With some individuals reaching over 1 m in total length, Priosphenodon avelasi is the largest known terrestrial sphenodontian. The skull is around 15 cm long. The front of the upper jaw has a large beak-like structure, unlike the beak of the living tuatara, which is formed from fused teeth, the beak of Priosphenodon is entirely composed of bone, similar to those of the unrelated (but also herbivorous) rhynchosaurs, unlike rhynchosaurs however, it has been suggested that Priosphenodon lacked a cornified rhamphotheca due to the smoothness of the bone surface. The teeth are densely packed with a cone-in-cone structure, and have prismatic enamel structure similar to those of mammals and the lizard Uromastyx, which was likely an adaptation to wear resistance in the absence of tooth replacement.

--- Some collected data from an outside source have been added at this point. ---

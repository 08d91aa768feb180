//! Cached Event Repository

use std::future::Future;
use std::sync::Arc;

use async_trait::async_trait;

use crate::cache::{CacheKey, CacheRegistry};
use crate::error::Result;
use crate::models::Event;
use crate::repository::lists::{batch_read_through, read_through, resolve_list, store_list};
use crate::repository::EventRepository;

// == Cached Event Repository ==
/// Cache-aside decorator over any `EventRepository`.
pub struct CachedEventRepository<R> {
    inner: Arc<R>,
    caches: Arc<CacheRegistry>,
}

impl<R: EventRepository> CachedEventRepository<R> {
    pub fn new(inner: Arc<R>, caches: Arc<CacheRegistry>) -> Self {
        Self { inner, caches }
    }

    async fn cached_list<F, Fut>(&self, list_key: String, fetch: F) -> Result<Vec<Event>>
    where
        F: FnOnce() -> Fut + Send,
        Fut: Future<Output = Result<Vec<Event>>> + Send,
    {
        let search = self.caches.search();
        let events = self.caches.events();

        if let Some(hit) = resolve_list(search, events, &list_key) {
            return Ok(hit);
        }

        let fetched = fetch().await?;
        store_list(search, events, &list_key, &fetched);
        Ok(fetched)
    }

    fn remember_written(&self, event: &Event) {
        self.caches
            .events()
            .set(CacheKey::event(&event.id), event.clone());
        self.caches.search().remove_all();
    }
}

#[async_trait]
impl<R: EventRepository> EventRepository for CachedEventRepository<R> {
    async fn get_event(&self, id: &str) -> Result<Option<Event>> {
        read_through(self.caches.events(), CacheKey::event(id), || {
            self.inner.get_event(id)
        })
        .await
    }

    async fn get_events_for_gym(&self, gym_id: &str) -> Result<Vec<Event>> {
        self.cached_list(CacheKey::gym_events(gym_id), || {
            self.inner.get_events_for_gym(gym_id)
        })
        .await
    }

    async fn get_favorite_events(&self, user_id: &str) -> Result<Vec<Event>> {
        self.cached_list(CacheKey::favorite_events(user_id), || {
            self.inner.get_favorite_events(user_id)
        })
        .await
    }

    async fn get_events(&self, ids: &[String]) -> Result<Vec<Event>> {
        batch_read_through(self.caches.events(), ids, |missing| async move {
            self.inner.get_events(&missing).await
        })
        .await
    }

    async fn create_event(&self, event: Event) -> Result<Event> {
        let created = self.inner.create_event(event).await?;
        self.remember_written(&created);
        Ok(created)
    }

    async fn update_event(&self, event: Event) -> Result<Event> {
        let updated = self.inner.update_event(event).await?;
        self.remember_written(&updated);
        Ok(updated)
    }

    async fn delete_event(&self, id: &str) -> Result<()> {
        self.inner.delete_event(id).await?;
        self.caches.invalidate_event_related_data(id);
        Ok(())
    }

    async fn set_event_favorite(
        &self,
        user_id: &str,
        event_id: &str,
        favorite: bool,
    ) -> Result<()> {
        self.inner
            .set_event_favorite(user_id, event_id, favorite)
            .await?;

        // Only this user's favorites list and user record changed.
        self.caches
            .search()
            .remove(&CacheKey::favorite_events(user_id));
        self.caches.users().remove(&CacheKey::user(user_id));
        self.caches.users().remove(&CacheKey::current_user());
        Ok(())
    }

    async fn update_event_image(&self, id: &str, image: Vec<u8>) -> Result<String> {
        let url = self.inner.update_event_image(id, image).await?;
        self.caches.events().remove(&CacheKey::event(id));
        Ok(url)
    }
}
//! Cache Module
//!
//! In-memory caching with TTL expiration and LRU eviction, one cache per
//! entity kind, owned by a shared `CacheRegistry`.

mod item;
mod keys;
mod lru;
mod manager;
mod memory;
mod stats;

#[cfg(test)]
mod property_tests;

// Re-export public types
pub use item::CachedItem;
pub use keys::{normalize_query, CacheKey};
pub use lru::AccessOrder;
pub use manager::{CachePolicy, CacheRegistry, RegistryStats, CLEANUP_INTERVAL};
pub use memory::{MemoryCache, Sweep};
pub use stats::CacheStats;
//! Memory Cache Module
//!
//! Generic, thread-safe cache engine combining HashMap storage with recency
//! tracking, TTL expiration and a hard size cap.

use std::collections::HashMap;
use std::sync::{Mutex, MutexGuard, PoisonError};
use std::time::Duration;

use tracing::debug;

use crate::cache::{AccessOrder, CachePolicy, CacheStats, CachedItem};

// == Sweep ==
/// Something that can drop its expired entries on demand.
///
/// Implemented by every `MemoryCache` and by the `CacheRegistry` as a whole,
/// so the background cleanup task can drive either.
pub trait Sweep: Send + Sync {
    /// Removes expired entries and returns how many were dropped.
    fn sweep(&self) -> usize;

    /// Short name used in log lines.
    fn label(&self) -> &str;
}

// == Inner State ==
/// Storage, recency order and counters, always mutated together under one lock.
#[derive(Debug)]
struct Inner<T> {
    storage: HashMap<String, CachedItem<T>>,
    access_order: AccessOrder,
    stats: CacheStats,
}

impl<T> Inner<T> {
    fn new() -> Self {
        Self {
            storage: HashMap::new(),
            access_order: AccessOrder::new(),
            stats: CacheStats::new(),
        }
    }

    fn discard(&mut self, key: &str) -> Option<CachedItem<T>> {
        let removed = self.storage.remove(key);
        self.access_order.remove(key);
        removed
    }

    fn sync_entry_count(&mut self) {
        let count = self.storage.len();
        self.stats.set_total_entries(count);
    }
}

// == Memory Cache ==
/// Bounded key/value cache with per-item TTL and least-recently-used eviction.
///
/// Every operation takes the same internal mutex, so `storage` and the
/// access order never disagree on membership. Nothing here performs I/O;
/// all operations run in time proportional to the current entry count.
#[derive(Debug)]
pub struct MemoryCache<T> {
    name: String,
    inner: Mutex<Inner<T>>,
    max_size: usize,
    default_time_to_live: Duration,
    cleanup_interval: Duration,
}

impl<T: Clone> MemoryCache<T> {
    // == Constructor ==
    /// Creates an empty cache.
    ///
    /// # Arguments
    /// * `name` - Label used in logs and stats
    /// * `max_size` - Hard entry cap (clamped to at least 1)
    /// * `default_time_to_live` - TTL applied by `set`
    /// * `cleanup_interval` - Cadence for the background sweep
    pub fn new(
        name: impl Into<String>,
        max_size: usize,
        default_time_to_live: Duration,
        cleanup_interval: Duration,
    ) -> Self {
        Self {
            name: name.into(),
            inner: Mutex::new(Inner::new()),
            max_size: max_size.max(1),
            default_time_to_live,
            cleanup_interval,
        }
    }

    /// Creates an empty cache configured from a `CachePolicy`.
    pub fn with_policy(
        name: impl Into<String>,
        policy: CachePolicy,
        cleanup_interval: Duration,
    ) -> Self {
        Self::new(
            name,
            policy.max_size,
            policy.time_to_live,
            cleanup_interval,
        )
    }

    // A panic while holding the lock cannot leave storage and order
    // out of step (every mutation updates both before returning), so a
    // poisoned lock is safe to keep using.
    fn lock(&self) -> MutexGuard<'_, Inner<T>> {
        self.inner.lock().unwrap_or_else(PoisonError::into_inner)
    }

    // == Set ==
    /// Stores a value under `key` with the cache's default TTL.
    pub fn set(&self, key: impl Into<String>, value: T) {
        self.set_with_ttl(key, value, self.default_time_to_live);
    }

    /// Stores a value under `key` with an explicit TTL.
    ///
    /// Overwrites any previous entry (restarting its TTL), marks the key as
    /// most recently used, then evicts least recently used keys until the
    /// cache is back within `max_size`.
    pub fn set_with_ttl(&self, key: impl Into<String>, value: T, time_to_live: Duration) {
        let key = key.into();
        let mut inner = self.lock();

        inner
            .storage
            .insert(key.clone(), CachedItem::new(value, time_to_live));
        inner.access_order.touch(&key);

        while inner.storage.len() > self.max_size {
            let Some(oldest) = inner.access_order.pop_oldest() else {
                break;
            };
            inner.storage.remove(&oldest);
            inner.stats.record_eviction();
            debug!(cache = %self.name, key = %oldest, "evicted least recently used entry");
        }

        inner.sync_entry_count();
    }

    // == Get ==
    /// Returns the value for `key` if present and not expired.
    ///
    /// An expired entry is removed as a side effect and reported as a miss.
    /// A hit marks the key as most recently used.
    pub fn get(&self, key: &str) -> Option<T> {
        let mut guard = self.lock();
        let inner = &mut *guard;

        let expired = match inner.storage.get(key) {
            Some(item) if !item.is_expired() => {
                debug!(
                    cache = %self.name,
                    key,
                    cached_at = %item.cached_at_utc(),
                    "cache hit"
                );
                let value = item.value().clone();
                inner.access_order.touch(key);
                inner.stats.record_hit();
                return Some(value);
            }
            Some(_) => true,
            None => false,
        };

        if expired {
            inner.discard(key);
            inner.stats.record_expirations(1);
            inner.sync_entry_count();
            debug!(cache = %self.name, key, "dropped expired entry on read");
        }
        inner.stats.record_miss();
        None
    }

    // == Peek ==
    /// Returns the value for `key` if live, without touching recency or stats.
    ///
    /// Expired entries are left for the next `get` or sweep.
    pub fn peek(&self, key: &str) -> Option<T> {
        self.lock()
            .storage
            .get(key)
            .filter(|item| !item.is_expired())
            .map(|item| item.value().clone())
    }

    // == Contains ==
    /// Equivalent to `get(key).is_some()`, including lazy expiry.
    pub fn contains(&self, key: &str) -> bool {
        self.get(key).is_some()
    }

    // == Remove ==
    /// Deletes the entry for `key`, expired or not, returning its value.
    pub fn remove(&self, key: &str) -> Option<T> {
        let mut inner = self.lock();
        let removed = inner.discard(key).map(CachedItem::into_value);
        inner.sync_entry_count();
        removed
    }

    // == Remove All ==
    pub fn remove_all(&self) {
        let mut inner = self.lock();
        inner.storage.clear();
        inner.access_order.clear();
        inner.sync_entry_count();
    }

    // == Remove Where ==
    /// Deletes every entry whose value matches `predicate`, returning how many went.
    pub fn remove_where<F>(&self, predicate: F) -> usize
    where
        F: Fn(&T) -> bool,
    {
        let mut inner = self.lock();

        let matching: Vec<String> = inner
            .storage
            .iter()
            .filter(|(_, item)| predicate(item.value()))
            .map(|(key, _)| key.clone())
            .collect();

        for key in &matching {
            inner.discard(key);
        }

        inner.sync_entry_count();
        matching.len()
    }

    // == Cleanup Expired ==
    /// Removes every expired entry and returns the number removed.
    pub fn cleanup_expired_items(&self) -> usize {
        let mut inner = self.lock();

        let expired: Vec<String> = inner
            .storage
            .iter()
            .filter(|(_, item)| item.is_expired())
            .map(|(key, _)| key.clone())
            .collect();

        for key in &expired {
            inner.discard(key);
        }

        inner.stats.record_expirations(expired.len());
        inner.sync_entry_count();
        expired.len()
    }

    // == Introspection ==
    /// Current number of entries, expired-but-unswept ones included.
    pub fn count(&self) -> usize {
        self.lock().storage.len()
    }

    pub fn is_empty(&self) -> bool {
        self.count() == 0
    }

    /// Snapshot of the stored keys, least recently used first.
    pub fn keys(&self) -> Vec<String> {
        self.lock()
            .access_order
            .iter()
            .map(str::to_string)
            .collect()
    }

    /// Snapshot of the counters.
    pub fn stats(&self) -> CacheStats {
        let inner = self.lock();
        let mut stats = inner.stats.clone();
        stats.set_total_entries(inner.storage.len());
        stats
    }

    pub fn name(&self) -> &str {
        &self.name
    }

    pub fn max_size(&self) -> usize {
        self.max_size
    }

    pub fn default_time_to_live(&self) -> Duration {
        self.default_time_to_live
    }

    pub fn cleanup_interval(&self) -> Duration {
        self.cleanup_interval
    }

    #[cfg(test)]
    fn assert_consistent(&self) {
        let inner = self.lock();
        assert_eq!(inner.storage.len(), inner.access_order.len());
        for key in inner.access_order.iter() {
            assert!(inner.storage.contains_key(key), "orphan key {key}");
        }
        assert!(inner.storage.len() <= self.max_size);
    }
}

impl<T: Clone + Send> Sweep for MemoryCache<T> {
    fn sweep(&self) -> usize {
        self.cleanup_expired_items()
    }

    fn label(&self) -> &str {
        &self.name
    }
}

There is a large elongate tooth row on the palatine bones on the roof of the mouth that runs parallel to the maxillary tooth row. The ungual phalanges are square in shape, and are expanded towards their distal ends, a condition unlike those known in other lepidosaurs, which typically have pointed ungual phalanges.

Priosphenodon avelasi exhibited variable but generally slow growth rates, with a probably sexually mature individual confirmed to be at least 13 years old by bone histology was still growing and only around 40% maximum size at the time of death.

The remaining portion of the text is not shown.